### Work to be completed:
If a line of the entries below includes the word "output", it counts; state the total and nothing further.

[[ Data supplied open ]]

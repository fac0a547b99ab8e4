use std::collections::HashMap;

use tgpt_core::{Result, Shape, Tensor};

use crate::parameter::Parameter;

/// Base trait for every layer.
///
/// Layers are built in two phases. `configure` sees the input shape once,
/// creates any shape-dependent parameters and returns the output shape.
/// `forward` then runs on shared references. Configuring again with the same
/// shape is a no-op; a different shape is a `ShapeMismatch` error.
pub trait Module: Send + Sync {
    /// Size parameters from `input_shape` and return the output shape.
    fn configure(&mut self, input_shape: &[usize]) -> Result<Shape>;

    /// Whether `configure` has succeeded.
    fn is_configured(&self) -> bool;

    /// Forward pass.
    fn forward(&self, input: &Tensor) -> Result<Tensor>;

    /// Parameters with dotted path names.
    fn named_parameters(&self) -> Vec<(String, &Parameter)>;

    fn parameters(&self) -> Vec<&Parameter> {
        self.named_parameters().into_iter().map(|(_, p)| p).collect()
    }

    /// Parameters an optimizer may update.
    fn trainable_parameters(&self) -> Vec<&Parameter> {
        self.parameters()
            .into_iter()
            .filter(|p| p.is_trainable())
            .collect()
    }

    /// Total scalar count over all parameters.
    fn num_parameters(&self) -> usize {
        self.parameters().iter().map(|p| p.numel()).sum()
    }

    /// Set training/eval mode.
    fn train(&mut self, _mode: bool) {}

    fn is_training(&self) -> bool {
        false
    }

    /// Snapshot of every parameter by name.
    fn state_dict(&self) -> HashMap<String, Tensor> {
        self.named_parameters()
            .into_iter()
            .map(|(name, p)| (name, p.value()))
            .collect()
    }
}

/// Prefix child parameter names with `prefix.`.
pub fn prefixed<'a>(prefix: &str, params: Vec<(String, &'a Parameter)>) -> Vec<(String, &'a Parameter)> {
    params
        .into_iter()
        .map(|(name, p)| (format!("{prefix}.{name}"), p))
        .collect()
}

[[ Data supplied closed ]]

### Expected answer:
2